• Material supplied:
------------------------

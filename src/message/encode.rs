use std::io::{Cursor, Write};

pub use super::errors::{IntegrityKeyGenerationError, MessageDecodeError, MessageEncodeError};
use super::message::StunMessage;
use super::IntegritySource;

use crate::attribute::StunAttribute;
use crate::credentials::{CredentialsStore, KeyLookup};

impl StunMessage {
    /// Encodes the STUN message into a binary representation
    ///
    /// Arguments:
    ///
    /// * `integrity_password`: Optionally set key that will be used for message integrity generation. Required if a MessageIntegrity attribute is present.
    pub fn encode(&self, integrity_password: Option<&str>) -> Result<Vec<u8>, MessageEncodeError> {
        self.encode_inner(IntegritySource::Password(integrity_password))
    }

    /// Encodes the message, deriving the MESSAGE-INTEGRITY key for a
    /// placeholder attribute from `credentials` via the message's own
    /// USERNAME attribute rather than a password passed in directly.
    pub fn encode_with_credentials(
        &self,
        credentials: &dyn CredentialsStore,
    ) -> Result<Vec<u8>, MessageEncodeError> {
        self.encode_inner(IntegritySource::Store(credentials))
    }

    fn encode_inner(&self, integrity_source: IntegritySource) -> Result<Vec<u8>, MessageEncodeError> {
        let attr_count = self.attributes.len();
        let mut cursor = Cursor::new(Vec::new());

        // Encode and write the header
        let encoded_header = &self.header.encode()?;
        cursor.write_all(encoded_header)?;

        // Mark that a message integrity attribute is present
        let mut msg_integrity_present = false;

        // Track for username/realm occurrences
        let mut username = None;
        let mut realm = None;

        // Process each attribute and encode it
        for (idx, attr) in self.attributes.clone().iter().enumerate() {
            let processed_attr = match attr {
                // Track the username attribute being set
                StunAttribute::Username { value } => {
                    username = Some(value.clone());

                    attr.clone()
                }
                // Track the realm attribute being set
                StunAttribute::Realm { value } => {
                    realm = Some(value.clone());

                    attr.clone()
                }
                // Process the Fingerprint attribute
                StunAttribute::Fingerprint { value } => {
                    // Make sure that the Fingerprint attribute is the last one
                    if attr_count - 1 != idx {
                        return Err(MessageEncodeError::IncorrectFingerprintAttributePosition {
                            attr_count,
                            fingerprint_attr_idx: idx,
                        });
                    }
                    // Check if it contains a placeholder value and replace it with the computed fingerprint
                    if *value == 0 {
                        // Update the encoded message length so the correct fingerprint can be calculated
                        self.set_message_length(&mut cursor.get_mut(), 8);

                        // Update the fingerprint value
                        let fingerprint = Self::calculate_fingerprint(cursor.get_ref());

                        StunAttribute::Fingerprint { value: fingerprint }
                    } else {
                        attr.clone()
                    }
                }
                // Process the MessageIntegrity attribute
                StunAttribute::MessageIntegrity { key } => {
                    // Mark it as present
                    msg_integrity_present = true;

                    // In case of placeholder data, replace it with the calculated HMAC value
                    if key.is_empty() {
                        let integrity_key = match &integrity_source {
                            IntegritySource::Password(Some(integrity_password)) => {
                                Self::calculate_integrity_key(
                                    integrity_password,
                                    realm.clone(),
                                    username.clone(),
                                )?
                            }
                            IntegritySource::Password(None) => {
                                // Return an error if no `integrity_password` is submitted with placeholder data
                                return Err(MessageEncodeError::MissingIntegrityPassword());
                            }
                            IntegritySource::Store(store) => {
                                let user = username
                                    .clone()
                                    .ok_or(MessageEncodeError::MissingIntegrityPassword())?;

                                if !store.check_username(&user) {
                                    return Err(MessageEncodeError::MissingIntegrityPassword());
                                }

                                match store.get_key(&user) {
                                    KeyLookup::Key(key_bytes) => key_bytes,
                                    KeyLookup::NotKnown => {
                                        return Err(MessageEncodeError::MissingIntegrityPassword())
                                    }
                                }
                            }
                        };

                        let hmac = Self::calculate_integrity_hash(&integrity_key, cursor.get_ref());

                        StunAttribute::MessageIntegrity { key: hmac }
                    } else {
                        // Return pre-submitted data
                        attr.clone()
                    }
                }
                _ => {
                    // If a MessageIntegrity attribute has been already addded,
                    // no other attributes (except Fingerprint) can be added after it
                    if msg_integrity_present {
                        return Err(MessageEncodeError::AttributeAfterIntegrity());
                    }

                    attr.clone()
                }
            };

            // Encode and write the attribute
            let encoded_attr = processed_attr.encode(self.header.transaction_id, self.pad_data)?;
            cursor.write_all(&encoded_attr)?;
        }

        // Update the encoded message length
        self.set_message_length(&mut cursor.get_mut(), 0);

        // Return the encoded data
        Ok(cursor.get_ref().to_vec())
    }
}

------------------------

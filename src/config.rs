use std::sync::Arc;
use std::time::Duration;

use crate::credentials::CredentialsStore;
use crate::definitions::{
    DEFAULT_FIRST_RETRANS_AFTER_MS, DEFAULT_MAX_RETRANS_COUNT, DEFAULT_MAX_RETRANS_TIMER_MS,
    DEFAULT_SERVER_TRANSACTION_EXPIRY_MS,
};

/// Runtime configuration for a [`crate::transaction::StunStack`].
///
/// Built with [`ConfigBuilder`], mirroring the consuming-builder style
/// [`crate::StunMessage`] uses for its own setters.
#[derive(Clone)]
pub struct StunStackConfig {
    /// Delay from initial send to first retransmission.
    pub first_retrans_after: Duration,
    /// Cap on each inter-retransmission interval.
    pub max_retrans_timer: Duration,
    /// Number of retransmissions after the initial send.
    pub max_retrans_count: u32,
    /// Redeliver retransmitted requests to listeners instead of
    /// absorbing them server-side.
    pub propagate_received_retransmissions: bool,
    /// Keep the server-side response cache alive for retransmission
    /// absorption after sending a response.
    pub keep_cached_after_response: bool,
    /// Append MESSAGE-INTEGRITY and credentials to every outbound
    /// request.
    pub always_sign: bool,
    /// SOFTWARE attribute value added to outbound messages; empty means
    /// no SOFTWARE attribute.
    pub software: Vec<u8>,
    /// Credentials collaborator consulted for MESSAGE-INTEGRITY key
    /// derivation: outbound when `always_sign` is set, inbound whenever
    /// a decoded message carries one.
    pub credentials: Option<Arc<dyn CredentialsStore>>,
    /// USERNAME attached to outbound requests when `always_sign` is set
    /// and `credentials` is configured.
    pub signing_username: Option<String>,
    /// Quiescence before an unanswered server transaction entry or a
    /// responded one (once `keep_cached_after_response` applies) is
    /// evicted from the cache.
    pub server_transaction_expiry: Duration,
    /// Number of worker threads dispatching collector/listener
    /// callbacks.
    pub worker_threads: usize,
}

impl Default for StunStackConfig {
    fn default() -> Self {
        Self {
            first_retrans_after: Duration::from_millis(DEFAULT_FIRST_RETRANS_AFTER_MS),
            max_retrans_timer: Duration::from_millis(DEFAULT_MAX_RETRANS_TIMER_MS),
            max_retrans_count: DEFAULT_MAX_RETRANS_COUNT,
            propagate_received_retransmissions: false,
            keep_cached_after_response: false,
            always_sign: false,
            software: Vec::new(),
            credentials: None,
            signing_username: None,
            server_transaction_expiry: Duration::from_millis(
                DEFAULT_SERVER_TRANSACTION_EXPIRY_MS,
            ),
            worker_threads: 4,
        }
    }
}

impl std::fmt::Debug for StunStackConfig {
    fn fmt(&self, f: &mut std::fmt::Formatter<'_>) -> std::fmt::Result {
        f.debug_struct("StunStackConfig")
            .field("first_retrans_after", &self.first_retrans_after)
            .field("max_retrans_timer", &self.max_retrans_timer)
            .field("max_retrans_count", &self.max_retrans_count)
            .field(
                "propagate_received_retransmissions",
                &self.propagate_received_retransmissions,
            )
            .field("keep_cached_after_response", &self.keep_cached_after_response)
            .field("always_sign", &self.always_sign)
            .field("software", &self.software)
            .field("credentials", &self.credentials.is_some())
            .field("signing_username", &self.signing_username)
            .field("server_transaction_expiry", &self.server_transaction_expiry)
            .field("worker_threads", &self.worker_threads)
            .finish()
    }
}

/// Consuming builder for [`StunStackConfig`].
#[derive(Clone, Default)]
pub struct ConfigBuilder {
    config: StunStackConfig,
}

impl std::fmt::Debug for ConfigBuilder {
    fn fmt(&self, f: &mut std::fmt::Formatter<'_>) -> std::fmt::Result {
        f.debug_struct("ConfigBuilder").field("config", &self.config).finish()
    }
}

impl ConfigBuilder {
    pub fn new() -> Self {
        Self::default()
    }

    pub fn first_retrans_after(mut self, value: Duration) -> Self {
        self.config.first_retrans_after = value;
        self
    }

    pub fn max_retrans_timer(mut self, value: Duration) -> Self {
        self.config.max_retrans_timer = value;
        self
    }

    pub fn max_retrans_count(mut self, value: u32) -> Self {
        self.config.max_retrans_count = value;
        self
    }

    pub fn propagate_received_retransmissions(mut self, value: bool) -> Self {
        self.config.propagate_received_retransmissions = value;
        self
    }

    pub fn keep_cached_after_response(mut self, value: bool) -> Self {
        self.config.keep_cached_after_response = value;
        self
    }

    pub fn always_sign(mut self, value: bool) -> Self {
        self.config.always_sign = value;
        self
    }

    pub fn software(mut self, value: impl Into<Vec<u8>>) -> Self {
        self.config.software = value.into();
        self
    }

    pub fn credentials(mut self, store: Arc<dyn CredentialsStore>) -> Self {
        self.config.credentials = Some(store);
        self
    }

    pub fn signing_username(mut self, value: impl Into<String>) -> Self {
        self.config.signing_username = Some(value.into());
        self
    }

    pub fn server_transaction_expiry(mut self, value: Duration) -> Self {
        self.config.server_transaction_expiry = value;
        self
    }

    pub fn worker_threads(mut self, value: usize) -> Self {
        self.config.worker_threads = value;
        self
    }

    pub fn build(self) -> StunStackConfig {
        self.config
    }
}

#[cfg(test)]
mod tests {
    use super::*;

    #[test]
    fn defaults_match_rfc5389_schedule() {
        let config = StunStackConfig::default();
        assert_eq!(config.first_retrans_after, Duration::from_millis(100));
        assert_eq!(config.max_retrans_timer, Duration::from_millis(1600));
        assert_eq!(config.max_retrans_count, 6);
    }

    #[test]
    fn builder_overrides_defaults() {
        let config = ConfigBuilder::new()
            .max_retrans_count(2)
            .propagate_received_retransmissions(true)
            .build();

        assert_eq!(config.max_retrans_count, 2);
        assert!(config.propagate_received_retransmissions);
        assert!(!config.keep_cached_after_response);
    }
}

------------------------

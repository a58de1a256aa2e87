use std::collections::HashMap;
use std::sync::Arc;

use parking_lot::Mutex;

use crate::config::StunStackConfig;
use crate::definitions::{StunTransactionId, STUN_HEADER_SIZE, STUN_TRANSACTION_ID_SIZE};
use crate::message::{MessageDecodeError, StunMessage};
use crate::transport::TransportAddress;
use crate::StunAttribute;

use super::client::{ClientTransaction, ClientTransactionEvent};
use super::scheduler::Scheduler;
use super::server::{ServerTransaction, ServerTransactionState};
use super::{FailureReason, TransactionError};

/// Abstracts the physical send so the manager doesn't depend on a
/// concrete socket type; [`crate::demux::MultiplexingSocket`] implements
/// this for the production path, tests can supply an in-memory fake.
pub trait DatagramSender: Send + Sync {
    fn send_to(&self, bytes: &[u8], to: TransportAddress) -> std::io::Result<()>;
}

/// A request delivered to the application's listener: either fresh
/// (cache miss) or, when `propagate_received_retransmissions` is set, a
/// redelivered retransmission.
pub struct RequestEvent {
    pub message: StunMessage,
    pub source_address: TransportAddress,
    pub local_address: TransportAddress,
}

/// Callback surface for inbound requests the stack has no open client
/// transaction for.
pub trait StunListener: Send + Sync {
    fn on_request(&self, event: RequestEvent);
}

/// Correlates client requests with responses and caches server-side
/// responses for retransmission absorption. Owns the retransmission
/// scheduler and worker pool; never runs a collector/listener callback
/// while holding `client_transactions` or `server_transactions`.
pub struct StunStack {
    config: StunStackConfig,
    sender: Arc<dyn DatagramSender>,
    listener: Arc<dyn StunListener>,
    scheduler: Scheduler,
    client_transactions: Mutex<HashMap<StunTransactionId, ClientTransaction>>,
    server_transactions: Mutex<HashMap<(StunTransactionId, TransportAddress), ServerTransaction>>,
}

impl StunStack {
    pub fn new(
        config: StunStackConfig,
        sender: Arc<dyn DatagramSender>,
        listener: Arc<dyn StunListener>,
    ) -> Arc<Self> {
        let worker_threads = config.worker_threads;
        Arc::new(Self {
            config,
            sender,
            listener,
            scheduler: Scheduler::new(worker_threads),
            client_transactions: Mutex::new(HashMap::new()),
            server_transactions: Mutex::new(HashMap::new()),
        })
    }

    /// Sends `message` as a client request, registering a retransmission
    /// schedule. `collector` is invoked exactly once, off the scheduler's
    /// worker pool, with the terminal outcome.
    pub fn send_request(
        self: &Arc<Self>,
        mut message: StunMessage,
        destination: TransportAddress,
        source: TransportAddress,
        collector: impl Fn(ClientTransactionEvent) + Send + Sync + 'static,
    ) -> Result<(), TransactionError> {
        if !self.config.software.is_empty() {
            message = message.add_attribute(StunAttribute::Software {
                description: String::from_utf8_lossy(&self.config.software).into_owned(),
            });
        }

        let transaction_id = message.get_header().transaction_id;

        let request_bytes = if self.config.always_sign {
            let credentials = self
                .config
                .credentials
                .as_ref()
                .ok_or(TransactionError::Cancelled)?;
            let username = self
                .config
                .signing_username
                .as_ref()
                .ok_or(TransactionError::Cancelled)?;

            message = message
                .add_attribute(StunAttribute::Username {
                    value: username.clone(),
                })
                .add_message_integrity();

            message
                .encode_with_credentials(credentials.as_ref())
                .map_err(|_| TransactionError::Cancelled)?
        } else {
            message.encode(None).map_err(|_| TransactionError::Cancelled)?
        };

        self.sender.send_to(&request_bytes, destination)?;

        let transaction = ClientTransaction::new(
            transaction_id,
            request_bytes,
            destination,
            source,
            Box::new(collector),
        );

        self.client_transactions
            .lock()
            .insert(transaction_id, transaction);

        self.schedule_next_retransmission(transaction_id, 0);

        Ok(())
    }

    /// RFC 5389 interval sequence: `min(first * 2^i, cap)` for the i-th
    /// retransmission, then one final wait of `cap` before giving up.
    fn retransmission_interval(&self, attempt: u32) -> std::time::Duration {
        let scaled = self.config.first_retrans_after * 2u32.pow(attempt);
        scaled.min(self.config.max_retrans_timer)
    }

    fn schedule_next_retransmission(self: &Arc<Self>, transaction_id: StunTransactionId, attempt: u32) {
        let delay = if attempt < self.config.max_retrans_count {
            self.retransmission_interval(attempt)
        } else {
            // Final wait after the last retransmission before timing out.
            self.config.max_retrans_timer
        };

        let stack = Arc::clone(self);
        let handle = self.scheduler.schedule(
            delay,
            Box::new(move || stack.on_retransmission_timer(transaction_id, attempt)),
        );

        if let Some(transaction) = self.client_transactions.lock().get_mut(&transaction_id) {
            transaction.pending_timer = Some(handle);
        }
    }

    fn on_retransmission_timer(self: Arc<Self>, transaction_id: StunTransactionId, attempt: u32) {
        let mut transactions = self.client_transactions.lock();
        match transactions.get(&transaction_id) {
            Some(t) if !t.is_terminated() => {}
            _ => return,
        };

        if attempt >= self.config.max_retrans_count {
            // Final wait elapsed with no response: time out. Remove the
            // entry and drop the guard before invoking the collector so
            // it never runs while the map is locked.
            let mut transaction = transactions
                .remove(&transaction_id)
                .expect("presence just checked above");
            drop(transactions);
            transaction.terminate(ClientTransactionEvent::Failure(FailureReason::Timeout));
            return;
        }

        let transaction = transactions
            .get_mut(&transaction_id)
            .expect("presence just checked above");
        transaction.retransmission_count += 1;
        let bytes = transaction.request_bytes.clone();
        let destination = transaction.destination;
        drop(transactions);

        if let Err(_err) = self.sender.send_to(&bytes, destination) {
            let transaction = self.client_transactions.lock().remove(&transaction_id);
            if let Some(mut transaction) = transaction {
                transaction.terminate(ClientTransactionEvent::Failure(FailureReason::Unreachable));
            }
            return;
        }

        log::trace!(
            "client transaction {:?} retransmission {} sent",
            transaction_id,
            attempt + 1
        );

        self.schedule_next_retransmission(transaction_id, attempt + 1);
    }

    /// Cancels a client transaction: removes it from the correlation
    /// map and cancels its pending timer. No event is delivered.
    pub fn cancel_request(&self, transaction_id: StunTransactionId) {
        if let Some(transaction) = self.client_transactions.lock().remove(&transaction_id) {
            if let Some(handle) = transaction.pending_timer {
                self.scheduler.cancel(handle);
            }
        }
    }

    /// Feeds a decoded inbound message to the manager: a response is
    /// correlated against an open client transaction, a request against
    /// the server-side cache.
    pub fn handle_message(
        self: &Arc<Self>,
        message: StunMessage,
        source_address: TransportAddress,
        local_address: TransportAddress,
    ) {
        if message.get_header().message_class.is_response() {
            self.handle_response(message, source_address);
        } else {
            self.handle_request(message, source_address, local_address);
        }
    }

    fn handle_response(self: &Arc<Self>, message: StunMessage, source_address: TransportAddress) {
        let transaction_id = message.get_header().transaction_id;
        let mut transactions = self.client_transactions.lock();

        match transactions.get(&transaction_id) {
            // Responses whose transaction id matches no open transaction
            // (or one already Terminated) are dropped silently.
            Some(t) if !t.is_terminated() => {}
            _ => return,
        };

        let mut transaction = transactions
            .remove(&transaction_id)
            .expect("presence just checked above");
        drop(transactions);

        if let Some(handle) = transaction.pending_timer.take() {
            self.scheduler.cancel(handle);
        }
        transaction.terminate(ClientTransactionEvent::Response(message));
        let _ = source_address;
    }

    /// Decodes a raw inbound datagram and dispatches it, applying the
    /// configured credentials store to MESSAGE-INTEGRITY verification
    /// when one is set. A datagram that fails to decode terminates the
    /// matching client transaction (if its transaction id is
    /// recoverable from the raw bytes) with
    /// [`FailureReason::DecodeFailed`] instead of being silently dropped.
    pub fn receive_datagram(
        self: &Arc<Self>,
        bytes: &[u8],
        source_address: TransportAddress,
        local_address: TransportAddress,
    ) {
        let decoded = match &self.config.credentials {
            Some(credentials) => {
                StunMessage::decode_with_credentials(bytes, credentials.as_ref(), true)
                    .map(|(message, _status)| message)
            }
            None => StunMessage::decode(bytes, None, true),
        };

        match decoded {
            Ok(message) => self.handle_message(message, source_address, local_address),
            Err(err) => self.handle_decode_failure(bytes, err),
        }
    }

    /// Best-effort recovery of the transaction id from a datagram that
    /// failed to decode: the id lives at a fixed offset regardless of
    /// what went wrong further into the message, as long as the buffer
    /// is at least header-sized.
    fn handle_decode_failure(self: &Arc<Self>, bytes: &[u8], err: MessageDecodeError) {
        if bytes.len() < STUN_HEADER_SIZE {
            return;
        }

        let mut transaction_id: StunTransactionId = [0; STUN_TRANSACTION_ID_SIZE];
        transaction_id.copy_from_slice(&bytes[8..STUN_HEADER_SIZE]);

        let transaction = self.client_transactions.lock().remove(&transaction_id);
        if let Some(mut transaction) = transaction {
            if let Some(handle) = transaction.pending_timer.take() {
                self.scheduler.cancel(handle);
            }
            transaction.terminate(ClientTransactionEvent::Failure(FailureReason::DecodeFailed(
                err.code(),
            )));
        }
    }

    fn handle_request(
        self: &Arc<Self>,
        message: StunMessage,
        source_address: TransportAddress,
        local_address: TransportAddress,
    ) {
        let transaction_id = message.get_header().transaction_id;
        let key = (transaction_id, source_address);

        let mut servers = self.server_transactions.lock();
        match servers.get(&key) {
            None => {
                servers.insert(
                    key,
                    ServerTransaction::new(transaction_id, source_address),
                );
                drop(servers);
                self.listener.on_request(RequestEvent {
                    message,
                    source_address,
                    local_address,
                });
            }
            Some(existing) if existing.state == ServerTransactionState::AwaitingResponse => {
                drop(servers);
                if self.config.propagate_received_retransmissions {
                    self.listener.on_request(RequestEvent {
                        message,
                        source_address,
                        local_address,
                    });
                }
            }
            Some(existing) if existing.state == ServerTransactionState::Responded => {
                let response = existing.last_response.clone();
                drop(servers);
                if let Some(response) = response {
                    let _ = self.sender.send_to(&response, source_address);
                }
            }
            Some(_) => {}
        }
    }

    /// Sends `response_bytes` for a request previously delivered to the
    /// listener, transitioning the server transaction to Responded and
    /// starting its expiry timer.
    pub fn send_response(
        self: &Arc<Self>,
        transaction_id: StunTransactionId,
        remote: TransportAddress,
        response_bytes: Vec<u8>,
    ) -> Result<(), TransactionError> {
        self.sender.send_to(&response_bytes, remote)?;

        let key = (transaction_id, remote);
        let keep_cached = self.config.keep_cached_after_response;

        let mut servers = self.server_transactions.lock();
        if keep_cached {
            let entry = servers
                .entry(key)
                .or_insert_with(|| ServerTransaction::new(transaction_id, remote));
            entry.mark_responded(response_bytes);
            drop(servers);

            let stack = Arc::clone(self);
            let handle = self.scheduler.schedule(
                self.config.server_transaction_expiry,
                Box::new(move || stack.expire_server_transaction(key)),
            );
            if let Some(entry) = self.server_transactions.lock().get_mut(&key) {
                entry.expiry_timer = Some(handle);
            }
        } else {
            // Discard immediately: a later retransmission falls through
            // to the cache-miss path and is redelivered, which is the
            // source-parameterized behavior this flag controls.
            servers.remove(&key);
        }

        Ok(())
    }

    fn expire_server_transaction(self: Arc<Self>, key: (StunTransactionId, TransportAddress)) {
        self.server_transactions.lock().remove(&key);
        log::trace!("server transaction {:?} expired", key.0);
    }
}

------------------------

• What to do:
Among the records above, only the lines between the line holding "filename src/message/encode.rs" and the line holding "attribute is present.", inclusive, are to be output, exactly as written.

• Solution:
filename src/message/encode.rs
use std::io::{Cursor, Write};

pub use super::errors::{IntegrityKeyGenerationError, MessageDecodeError, MessageEncodeError};
use super::message::StunMessage;
use super::IntegritySource;

use crate::attribute::StunAttribute;
use crate::credentials::{CredentialsStore, KeyLookup};

impl StunMessage {
    /// Encodes the STUN message into a binary representation
    ///
    /// Arguments:
    ///
    /// * `integrity_password`: Optionally set key that will be used for message integrity generation. Required if a MessageIntegrity attribute is present.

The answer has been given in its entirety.